Dennis King’s movie footprint was quite small. Laurel and Hardy fans as the title character in Fra Diavolo a.k.a. The Devil’s Brother (1933). He also played Francois Villon in both the Broadway and Hollywood versions of The Vagabond King (1925 and 1930 respectively), the latter featuring Jeanette MacDonald, Lillian Roth, et al. Though he made few theatrical films, King was a major star of Broadway and the West End for decades, and did lots of television.

King was from England; he began his theatrical career at the Birmingham Repertory Company as a teenager. After World War One service, in which he was wounded in action, King returned to the London stage. His Broadway debut was in Claire de Lune (1921), an adaptation of The Man Who Laughs starring Ethel and John Barrymore. Over 40 more Broadway turns followed, including the American premiere of Shaw’s Back to Methuselah (1922), the original Broadway production of Rose Marie (1925, in which he introduced the title song and the “Indian Love Call”), the Ziegfeld produced musical The Three Musketeers (1928), the 1932 revival of Show Boat, and the original stage adaptation of Billy Budd (1951) as well as Broadway productions of classics like Romeo and Juliet (1923), Antony and Cleopatra (1924), Peter Ibbetson (1931), A Doll’s House (1937), The Three Sisters (1942), He Who Gets Slapped (1946), Medea (1947), and The Devil’s Disciple (1950).

After nearly a decade, King returned to the big screen in the ensemble of the spooky wartime drama Between Two Worlds (1944). From 1948 through 1961 he did tons of television, especially live TV dramas like Philco Television Playhouse and Playhouse 90. He did TV versions of Dinner at Eight (1948), A Christmas Carol (1948), Knickerbocker Holiday (1950), Babes in Toyland (1950), The Devil’s Disciple (1955), Jack and the Beanstalk (1956), Twelfth Night (1957), Don Juan in Hell (1960), and the famous 1960 version of The Mikado with Groucho Marx.

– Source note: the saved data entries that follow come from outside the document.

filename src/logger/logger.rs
use anyhow::{Result, anyhow};
use tracing_subscriber::{
    EnvFilter, Registry, fmt, layer::SubscriberExt, reload, util::SubscriberInitExt,
};

const BOOTSTRAP_FILTER: &str = "warn";

pub struct LogConfig {
    pub filter: String,
}

/// Log output goes to stderr so command output on stdout stays clean.
pub struct Logger {
    reload_handle: reload::Handle<EnvFilter, Registry>,
}

impl Logger {
    /// Starts with `RUST_LOG` if set, `warn` otherwise, until the settings
    /// file has been read.
    pub fn new_bootstrap() -> Self {
        let filter = EnvFilter::try_from_default_env()
            .unwrap_or_else(|_| EnvFilter::new(BOOTSTRAP_FILTER));
        let (filter, reload_handle) = reload::Layer::new(filter);

        tracing_subscriber::registry()
            .with(filter)
            .with(fmt::layer().with_writer(std::io::stderr).with_target(false))
            .init();

        Self { reload_handle }
    }

    pub fn reload_from_config(&self, config: &LogConfig) -> Result<()> {
        let filter = EnvFilter::try_new(&config.filter).map_err(|e| anyhow!(e))?;
        self.reload_handle.reload(filter).map_err(|e| anyhow!(e))?;
        Ok(())
    }
}

impl From<&crate::settings::Log> for LogConfig {
    fn from(log: &crate::settings::Log) -> Self {
        Self {
            filter: log.filter.clone(),
        }
    }
}
use crate::domain_model::ApiResponse;
use crate::domain_port::{StorageError, TransportError};

/// Everything a caller of the gateway can get back instead of a response.
///
/// `Clone` because one refresh failure is handed to every request that was
/// queued behind it.
#[derive(Debug, Clone, thiserror::Error)]
pub enum ApiError {
    /// No response at all: connection failure, timeout.
    #[error("transport error: {0}")]
    Transport(#[from] TransportError),
    #[error("{message}")]
    App { status: u16, message: String },
    #[error("request failed with status {status}")]
    Status { status: u16 },
    #[error("session expired")]
    SessionExpired,
    #[error("storage error: {0}")]
    Storage(#[from] StorageError),
    #[error("decode error: {0}")]
    Decode(String),
    #[error("session refresh was abandoned")]
    Cancelled,
}

impl ApiError {
    pub fn from_response(response: &ApiResponse) -> Self {
        match response.error_message() {
            Some(message) => ApiError::App {
                status: response.status,
                message,
            },
            None => ApiError::Status {
                status: response.status,
            },
        }
    }

    pub fn decode(error: serde_json::Error) -> Self {
        ApiError::Decode(error.to_string())
    }

    /// Server-provided message, if this error carries one.
    pub fn app_message(&self) -> Option<&str> {
        match self {
            ApiError::App { message, .. } => Some(message),
            _ => None,
        }
    }

    /// Text to show the user: the server's message when there is one,
    /// otherwise the given fallback.
    pub fn display_message<'a>(&'a self, fallback: &'a str) -> &'a str {
        self.app_message().unwrap_or(fallback)
    }

    pub fn status(&self) -> Option<u16> {
        match self {
            ApiError::App { status, .. } | ApiError::Status { status } => Some(*status),
            _ => None,
        }
    }
}
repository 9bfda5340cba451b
mod client;

pub use client::*;
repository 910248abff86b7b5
//! Fixed-capacity FIFO queue with inline storage.
//!
//! This module provides [`ArrayQueue`], a FIFO queue whose slots live inside
//! the value itself. The capacity is a const generic, checked at compile
//! time, so an `ArrayQueue` can be placed in a `static` and shared by an
//! interrupt handler and a task behind the caller's own lock.
//!
//! # Capacity
//!
//! The element count is tracked next to the head and tail indices, so the
//! usable capacity is exactly `N`. `N` must be between 1 and `u16::MAX`.
//!
//! # Performance
//!
//! - Push: O(1)
//! - Pop: O(1)
//! - Space: `N * size_of::<T>()` bytes plus four `u16` counters
//!
//! # Examples
//!
//! ```
//! use planck_queue::array::ArrayQueue;
//! use planck_queue::QueueError;
//!
//! let mut q = ArrayQueue::<u8, 3>::new();
//!
//! q.push(1).unwrap();
//! q.push(2).unwrap();
//! q.push(3).unwrap();
//! assert_eq!(q.push(4), Err(QueueError::Full));
//!
//! assert_eq!(q.pop(), Ok(1));
//! q.push(4).unwrap();
//! assert_eq!(q.len(), 3);
//! ```

use core::fmt;
use core::mem::MaybeUninit;

use crate::error::QueueError;
use crate::index::RingIndex;

/// A FIFO queue with `N` inline slots.
///
/// # Type Parameters
///
/// - `T`: The type of elements stored (must be `Copy`)
/// - `N`: The capacity, `1..=u16::MAX`
#[derive(Clone, Copy)]
pub struct ArrayQueue<T: Copy, const N: usize> {
    buf: [MaybeUninit<T>; N],
    ring: RingIndex,
}

impl<T: Copy, const N: usize> Default for ArrayQueue<T, N> {
    fn default() -> Self {
        Self::new()
    }
}

impl<T: Copy, const N: usize> ArrayQueue<T, N> {
    /// The capacity.
    ///
    /// Evaluating it for `N == 0` or `N > u16::MAX` is a compile error:
    ///
    /// ```compile_fail
    /// use planck_queue::array::ArrayQueue;
    ///
    /// static NONE: ArrayQueue<u8, 0> = ArrayQueue::new();
    /// ```
    ///
    /// ```compile_fail
    /// use planck_queue::array::ArrayQueue;
    ///
    /// static TOO_MANY: ArrayQueue<u8, 65_536> = ArrayQueue::new();
    /// ```
    pub const CAPACITY: u16 = {
        assert!(N > 0, "ArrayQueue capacity must be non-zero");
        assert!(N <= u16::MAX as usize, "ArrayQueue capacity must fit in u16");
        #[allow(clippy::cast_possible_truncation)]
        let capacity = N as u16;
        capacity
    };

    /// Creates an empty queue. Does not allocate.
    ///
    /// # Example
    /// ```
    /// use planck_queue::array::ArrayQueue;
    ///
    /// static EVENTS: ArrayQueue<u32, 16> = ArrayQueue::new();
    /// assert_eq!(EVENTS.capacity(), 16);
    ///
    /// let q = ArrayQueue::<u8, 8>::new();
    /// assert!(q.is_empty());
    /// assert_eq!(q.capacity(), 8);
    /// ```
    #[must_use]
    pub const fn new() -> Self {
        let ring = match RingIndex::new(Self::CAPACITY) {
            Ok(ring) => ring,
            Err(_) => RingIndex::UNBOUND,
        };
        Self {
            buf: [const { MaybeUninit::uninit() }; N],
            ring,
        }
    }

    /// Returns true if the queue holds no elements.
    #[must_use]
    pub const fn is_empty(&self) -> bool {
        self.ring.is_empty()
    }

    /// Returns true if the queue holds `N` elements.
    #[must_use]
    pub const fn is_full(&self) -> bool {
        self.ring.is_full()
    }

    /// Number of elements currently stored.
    #[must_use]
    pub const fn len(&self) -> u16 {
        self.ring.len()
    }

    /// Maximum number of elements, equal to `N`.
    #[must_use]
    pub const fn capacity(&self) -> u16 {
        Self::CAPACITY
    }

    /// Appends `x` to the back of the queue.
    ///
    /// # Errors
    /// Returns [`QueueError::Full`] if the queue holds `N` elements.
    pub fn push(&mut self, x: T) -> Result<(), QueueError> {
        let slot = self.ring.claim_tail()?;
        self.buf[usize::from(slot)].write(x);
        Ok(())
    }

    /// Removes and returns the oldest element.
    ///
    /// # Errors
    /// Returns [`QueueError::Empty`] if the queue holds no elements.
    pub fn pop(&mut self) -> Result<T, QueueError> {
        let slot = self.ring.release_head()?;
        // SAFETY: `slot` was the head of a non-empty ring, so it was written
        // by the push that claimed it and has not been popped since.
        Ok(unsafe { self.buf[usize::from(slot)].assume_init_read() })
    }

    /// Returns the oldest element without removing it.
    #[must_use]
    pub fn peek(&self) -> Option<&T> {
        if self.ring.is_empty() {
            return None;
        }
        // SAFETY: the ring is non-empty, so the head slot holds a value
        // written by a push.
        Some(unsafe { self.buf[usize::from(self.ring.head())].assume_init_ref() })
    }

    /// Drops every element.
    pub fn clear(&mut self) {
        self.ring.reset();
    }
}

impl<T: Copy + fmt::Debug, const N: usize> fmt::Debug for ArrayQueue<T, N> {
    fn fmt(&self, f: &mut fmt::Formatter<'_>) -> fmt::Result {
        f.debug_struct("ArrayQueue")
            .field("capacity", &N)
            .field("ring", &self.ring)
            .field("front", &self.peek())
            .finish()
    }
}
//! Queue error and status codes.
//!
//! Fallible engine methods return `Result<_, QueueError>`. The [`api`](crate::api)
//! facade flattens those results into a [`Status`] code, whose numeric values
//! are stable and suitable for crossing a C boundary or a log record.

use core::fmt;

/// Errors that can occur when operating on a queue.
#[derive(Debug, Clone, Copy, PartialEq, Eq)]
pub enum QueueError {
    /// The queue holds `capacity` elements; nothing was written.
    Full,
    /// The queue holds no elements; nothing was read.
    Empty,
    /// A reference was absent or too short, a size was zero, or the queue
    /// is not bound to storage. Detected before any state is touched.
    InvalidArgument,
}

impl fmt::Display for QueueError {
    fn fmt(&self, f: &mut fmt::Formatter<'_>) -> fmt::Result {
        match self {
            Self::Full => f.write_str("queue is full"),
            Self::Empty => f.write_str("queue is empty"),
            Self::InvalidArgument => f.write_str("invalid argument"),
        }
    }
}

impl core::error::Error for QueueError {}

#[cfg(feature = "defmt")]
impl defmt::Format for QueueError {
    fn format(&self, f: defmt::Formatter) {
        match self {
            Self::Full => defmt::write!(f, "Full"),
            Self::Empty => defmt::write!(f, "Empty"),
            Self::InvalidArgument => defmt::write!(f, "InvalidArgument"),
        }
    }
}

/// Outcome of a queue operation, as a plain status code.
#[derive(Debug, Clone, Copy, PartialEq, Eq, Hash)]
#[repr(u8)]
#[must_use]
pub enum Status {
    /// Operation completed successfully.
    Ok = 0,
    /// Queue is full; push failed.
    Full = 1,
    /// Queue is empty; pop failed.
    Empty = 2,
    /// Invalid parameters.
    InvalidArgument = 3,
}

impl Status {
    /// Returns `true` for [`Status::Ok`].
    #[must_use]
    pub const fn is_ok(self) -> bool {
        matches!(self, Self::Ok)
    }

    /// Returns the numeric status code.
    #[must_use]
    pub const fn code(self) -> u8 {
        self as u8
    }

    /// Converts the status back into a `Result`.
    ///
    /// # Errors
    ///
    /// Returns the matching [`QueueError`] for every status except
    /// [`Status::Ok`].
    pub const fn into_result(self) -> Result<(), QueueError> {
        match self {
            Self::Ok => Ok(()),
            Self::Full => Err(QueueError::Full),
            Self::Empty => Err(QueueError::Empty),
            Self::InvalidArgument => Err(QueueError::InvalidArgument),
        }
    }
}

impl From<QueueError> for Status {
    fn from(e: QueueError) -> Self {
        match e {
            QueueError::Full => Self::Full,
            QueueError::Empty => Self::Empty,
            QueueError::InvalidArgument => Self::InvalidArgument,
        }
    }
}

impl<T> From<Result<T, QueueError>> for Status {
    fn from(r: Result<T, QueueError>) -> Self {
        match r {
            Ok(_) => Self::Ok,
            Err(e) => e.into(),
        }
    }
}

impl fmt::Display for Status {
    fn fmt(&self, f: &mut fmt::Formatter<'_>) -> fmt::Result {
        match self {
            Self::Ok => f.write_str("ok"),
            Self::Full => f.write_str("full"),
            Self::Empty => f.write_str("empty"),
            Self::InvalidArgument => f.write_str("invalid argument"),
        }
    }
}

#[cfg(feature = "defmt")]
impl defmt::Format for Status {
    fn format(&self, f: defmt::Formatter) {
        match self {
            Self::Ok => defmt::write!(f, "Ok"),
            Self::Full => defmt::write!(f, "Full"),
            Self::Empty => defmt::write!(f, "Empty"),
            Self::InvalidArgument => defmt::write!(f, "InvalidArgument"),
        }
    }
}
//! TOML-scripted scenarios run against a byte queue.
//!
//! A scenario names an initial layout and a list of steps. Each step calls
//! one entry point of `planck_queue::api` and may state the status and
//! value it expects:
//!
//! ```toml
//! element_size = 4
//! capacity = 3
//!
//! [[step]]
//! op = "push"
//! value = 10
//!
//! [[step]]
//! op = "pop"
//! expect_value = 10
//! ```

use std::fmt;
use std::path::Path;

use anyhow::{Context, Result, bail};
use planck_queue::{RawQueue, Status, api};
use serde::Deserialize;
use tracing::{debug, warn};

/// A parsed scenario file.
#[derive(Debug, Deserialize)]
#[serde(deny_unknown_fields)]
pub struct Scenario {
    /// Bytes per element for the initial binding.
    pub element_size: u16,
    /// Elements for the initial binding.
    pub capacity: u16,
    /// Steps, in order.
    #[serde(default, rename = "step")]
    pub steps: Vec<Step>,
}

/// One scripted call.
#[derive(Debug, Deserialize)]
#[serde(deny_unknown_fields)]
pub struct Step {
    /// Which entry point to call.
    pub op: Op,
    /// Integer payload for `push`, little-endian.
    pub value: Option<i64>,
    /// Text payload for `push`, zero-padded.
    pub text: Option<String>,
    /// Pass an absent item/output reference.
    #[serde(default)]
    pub absent: bool,
    /// New element size for `init`.
    pub element_size: Option<u16>,
    /// New capacity for `init`.
    pub capacity: Option<u16>,
    /// Expected status. Defaults to `ok`.
    pub expect: Option<Expect>,
    /// Expected popped value, decoded little-endian.
    pub expect_value: Option<i64>,
}

/// Entry point selected by a step.
#[derive(Debug, Clone, Copy, PartialEq, Eq, Deserialize)]
#[serde(rename_all = "lowercase")]
pub enum Op {
    /// Re-bind the queue to a fresh buffer.
    Init,
    /// Push one element.
    Push,
    /// Pop one element.
    Pop,
}

impl fmt::Display for Op {
    fn fmt(&self, f: &mut fmt::Formatter<'_>) -> fmt::Result {
        match self {
            Self::Init => f.write_str("init"),
            Self::Push => f.write_str("push"),
            Self::Pop => f.write_str("pop"),
        }
    }
}

/// Status spelling used in scenario files.
#[derive(Debug, Clone, Copy, PartialEq, Eq, Deserialize)]
#[serde(rename_all = "kebab-case")]
pub enum Expect {
    /// [`Status::Ok`]
    Ok,
    /// [`Status::Full`]
    Full,
    /// [`Status::Empty`]
    Empty,
    /// [`Status::InvalidArgument`]
    InvalidArgument,
}

impl From<Expect> for Status {
    fn from(e: Expect) -> Self {
        match e {
            Expect::Ok => Self::Ok,
            Expect::Full => Self::Full,
            Expect::Empty => Self::Empty,
            Expect::InvalidArgument => Self::InvalidArgument,
        }
    }
}

/// What happened at one step.
#[derive(Debug)]
pub struct StepReport {
    /// Zero-based step number.
    pub index: usize,
    /// Entry point called.
    pub op: Op,
    /// Status returned.
    pub status: Status,
    /// Value popped, if any.
    pub value: Option<i64>,
    /// Failed expectations.
    pub failures: Vec<String>,
}

impl fmt::Display for StepReport {
    fn fmt(&self, f: &mut fmt::Formatter<'_>) -> fmt::Result {
        write!(f, "#{:<3} {:<5} -> {}", self.index, self.op, self.status)?;
        if let Some(v) = self.value {
            write!(f, " ({v})")?;
        }
        for failure in &self.failures {
            write!(f, "\n      FAILED: {failure}")?;
        }
        Ok(())
    }
}

/// Outcome of a whole scenario.
#[derive(Debug, Default)]
pub struct Report {
    /// One entry per step.
    pub steps: Vec<StepReport>,
}

impl Report {
    /// Number of steps with at least one failed expectation.
    pub fn failed(&self) -> usize {
        self.steps.iter().filter(|s| !s.failures.is_empty()).count()
    }
}

impl Scenario {
    /// Reads and parses a scenario file.
    pub fn load(path: &Path) -> Result<Self> {
        let text = std::fs::read_to_string(path)
            .with_context(|| format!("reading scenario {}", path.display()))?;
        Self::parse(&text).with_context(|| format!("parsing scenario {}", path.display()))
    }

    /// Parses scenario TOML and checks each step is well-formed.
    pub fn parse(text: &str) -> Result<Self> {
        let scenario: Self = toml::from_str(text)?;
        for (i, step) in scenario.steps.iter().enumerate() {
            match step.op {
                Op::Push if !step.absent && step.value.is_none() && step.text.is_none() => {
                    bail!("step {i}: push needs `value`, `text` or `absent = true`");
                }
                Op::Push if step.value.is_some() && step.text.is_some() => {
                    bail!("step {i}: push takes `value` or `text`, not both");
                }
                Op::Init | Op::Pop if step.value.is_some() || step.text.is_some() => {
                    bail!("step {i}: {} takes no payload", step.op);
                }
                _ => {}
            }
        }
        Ok(scenario)
    }

    /// Byte length of every buffer the run will bind, initial one first.
    fn buffer_sizes(&self) -> Vec<usize> {
        let mut layout = (self.element_size, self.capacity);
        let mut sizes = vec![byte_len(layout)];
        for step in self.steps.iter().filter(|s| s.op == Op::Init) {
            layout = (
                step.element_size.unwrap_or(layout.0),
                step.capacity.unwrap_or(layout.1),
            );
            sizes.push(byte_len(layout));
        }
        sizes
    }

    /// Runs every step and collects a report.
    ///
    /// Each `init` step binds a fresh, zeroed buffer. Every buffer is
    /// allocated up front because the queue borrows them for its whole
    /// lifetime.
    pub fn run(&self) -> Result<Report> {
        let mut buffers: Vec<Vec<u8>> = self
            .buffer_sizes()
            .into_iter()
            .map(|len| vec![0u8; len])
            .collect();
        let mut fresh = buffers.iter_mut().map(Vec::as_mut_slice);

        let mut queue = RawQueue::unbound();
        let status = api::init(
            Some(&mut queue),
            fresh.next(),
            self.element_size,
            self.capacity,
        );
        if !status.is_ok() {
            bail!(
                "initial layout {}x{} rejected: {status}",
                self.element_size,
                self.capacity
            );
        }
        let mut layout = (self.element_size, self.capacity);

        let mut report = Report::default();
        for (index, step) in self.steps.iter().enumerate() {
            let (status, value) = match step.op {
                Op::Init => {
                    layout = (
                        step.element_size.unwrap_or(layout.0),
                        step.capacity.unwrap_or(layout.1),
                    );
                    let buffer = fresh.next().filter(|_| !step.absent);
                    (api::init(Some(&mut queue), buffer, layout.0, layout.1), None)
                }
                Op::Push => {
                    let item = encode(step, queue.element_size());
                    let item = item.as_deref().filter(|_| !step.absent);
                    (api::push(Some(&mut queue), item), None)
                }
                Op::Pop => {
                    let mut out = vec![0u8; usize::from(queue.element_size())];
                    let target = Some(out.as_mut_slice()).filter(|_| !step.absent);
                    let status = api::pop(Some(&mut queue), target);
                    (status, status.is_ok().then(|| decode(&out)))
                }
            };
            debug!(index, op = %step.op, %status, len = queue.len(), "step");

            let failures = check(step, status, value);
            for failure in &failures {
                warn!(index, "{failure}");
            }
            report.steps.push(StepReport {
                index,
                op: step.op,
                status,
                value,
                failures,
            });
        }
        Ok(report)
    }
}

fn byte_len((element_size, capacity): (u16, u16)) -> usize {
    usize::from(element_size) * usize::from(capacity)
}

fn check(step: &Step, status: Status, value: Option<i64>) -> Vec<String> {
    let mut failures = Vec::new();
    let expected = step.expect.map_or(Status::Ok, Status::from);
    if status != expected {
        failures.push(format!("expected status {expected}, got {status}"));
    }
    if let Some(want) = step.expect_value {
        match value {
            Some(got) if got == want => {}
            Some(got) => failures.push(format!("expected value {want}, got {got}")),
            None => failures.push(format!("expected value {want}, nothing popped")),
        }
    }
    failures
}

/// Builds the `element_size`-byte payload of a push step.
fn encode(step: &Step, element_size: u16) -> Option<Vec<u8>> {
    let size = usize::from(element_size);
    if let Some(v) = step.value {
        let fill = if v < 0 { 0xFF } else { 0x00 };
        let mut bytes = vec![fill; size];
        for (dst, src) in bytes.iter_mut().zip(v.to_le_bytes()) {
            *dst = src;
        }
        return Some(bytes);
    }
    step.text.as_ref().map(|text| {
        let mut bytes = vec![0u8; size];
        for (dst, src) in bytes.iter_mut().zip(text.bytes()) {
            *dst = src;
        }
        bytes
    })
}

/// Reads up to eight little-endian bytes as a sign-extended integer.
fn decode(bytes: &[u8]) -> i64 {
    let width = bytes.len().min(8);
    if width == 0 {
        return 0;
    }
    let negative = bytes[width - 1] & 0x80 != 0;
    let mut raw = if negative { [0xFF; 8] } else { [0x00; 8] };
    raw[..width].copy_from_slice(&bytes[..width]);
    i64::from_le_bytes(raw)
}

#[cfg(test)]
mod tests {
    use super::*;

    const WALKTHROUGH: &str = r#"
        element_size = 4
        capacity = 3

        [[step]]
        op = "push"
        value = 10
        [[step]]
        op = "push"
        value = 20
        [[step]]
        op = "push"
        value = 30
        [[step]]
        op = "push"
        value = 99
        expect = "full"
        [[step]]
        op = "pop"
        expect_value = 10
        [[step]]
        op = "pop"
        expect_value = 20
        [[step]]
        op = "push"
        value = 40
        [[step]]
        op = "pop"
        expect_value = 30
        [[step]]
        op = "pop"
        expect_value = 40
        [[step]]
        op = "pop"
        expect = "empty"
        [[step]]
        op = "init"
        capacity = 0
        expect = "invalid-argument"
    "#;

    #[test]
    fn walkthrough_passes() {
        let scenario = Scenario::parse(WALKTHROUGH).unwrap();
        let report = scenario.run().unwrap();
        assert_eq!(report.steps.len(), 11);
        assert_eq!(report.failed(), 0, "{:#?}", report.steps);
        assert_eq!(report.steps[4].value, Some(10));
    }

    #[test]
    fn mismatches_are_reported() {
        let scenario = Scenario::parse(
            r#"
            element_size = 2
            capacity = 1
            [[step]]
            op = "push"
            value = 7
            [[step]]
            op = "pop"
            expect_value = 8
            [[step]]
            op = "pop"
            "#,
        )
        .unwrap();
        let report = scenario.run().unwrap();
        assert_eq!(report.failed(), 2);
        assert_eq!(report.steps[1].failures, ["expected value 8, got 7"]);
        assert_eq!(report.steps[2].status, Status::Empty);
    }

    #[test]
    fn init_binds_a_fresh_buffer() {
        let scenario = Scenario::parse(
            r#"
            element_size = 1
            capacity = 1
            [[step]]
            op = "push"
            value = 1
            [[step]]
            op = "init"
            element_size = 8
            capacity = 2
            [[step]]
            op = "pop"
            expect = "empty"
            [[step]]
            op = "push"
            value = -5
            [[step]]
            op = "pop"
            expect_value = -5
            "#,
        )
        .unwrap();
        assert_eq!(scenario.buffer_sizes(), [1, 16]);
        assert_eq!(scenario.run().unwrap().failed(), 0);
    }

    #[test]
    fn absent_references_are_invalid() {
        let scenario = Scenario::parse(
            r#"
            element_size = 4
            capacity = 2
            [[step]]
            op = "push"
            absent = true
            expect = "invalid-argument"
            [[step]]
            op = "pop"
            absent = true
            expect = "invalid-argument"
            [[step]]
            op = "init"
            absent = true
            expect = "invalid-argument"
            "#,
        )
        .unwrap();
        assert_eq!(scenario.run().unwrap().failed(), 0);
    }

    #[test]
    fn text_payloads_round_trip() {
        let scenario = Scenario::parse(
            r#"
            element_size = 8
            capacity = 2
            [[step]]
            op = "push"
            text = "AB"
            [[step]]
            op = "pop"
            expect_value = 0x4241
            "#,
        )
        .unwrap();
        assert_eq!(scenario.run().unwrap().failed(), 0);
    }

    #[test]
    fn malformed_steps_are_rejected() {
        assert!(Scenario::parse("element_size = 4\ncapacity = 1\n[[step]]\nop = \"push\"\n").is_err());
        assert!(
            Scenario::parse("element_size = 4\ncapacity = 1\n[[step]]\nop = \"pop\"\nvalue = 1\n")
                .is_err()
        );
        assert!(Scenario::parse("element_size = 4\ncapacity = 1\nbogus = 1\n").is_err());
    }

    #[test]
    fn zero_initial_layout_is_an_error() {
        let scenario = Scenario::parse("element_size = 0\ncapacity = 4\n").unwrap();
        assert!(scenario.run().is_err());
    }

    #[test]
    fn decode_sign_extends() {
        assert_eq!(decode(&[0xFF, 0xFF]), -1);
        assert_eq!(decode(&[0x34, 0x12]), 0x1234);
        assert_eq!(decode(&[]), 0);
        assert_eq!(decode(&[1, 0, 0, 0, 0, 0, 0, 0, 0xAA]), 1);
    }
}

He also performed on variety programs like Your Show of Shows, The Milton Berle Show and All Star Revue. His last appearance was in Garson Kanin’s 1969 film Some Kind of a Nut with Dick Van Dyke.

We mentioned a King family, and this we come to his two sons. Dennis King Jr (1921-1986). Junior was on Broadway a half dozen times in the ’40s in revivals of The Playboy of the Western World (1946) and The Cradle Will Rock (1947) and other things, and has a couple of dozen screen credits, including supporting roles in Let’s Make Love (1960) and The Chapman Report (1962). His younger son, John Michael King (1926-2008) made the bigger noise, on Broadway at least. He created the role of Freddy in the original production of My Fair Lady (1956-1962) and was in the original production of Me and Juliet (1953) as well as appearing in revivals of Tobacco Road (1943), The Red Mill (1952), Of Thee I sing (1952), and The King and I (1977). He was also in the major TV mini-series Kennedy (1983) starring Ed Shea.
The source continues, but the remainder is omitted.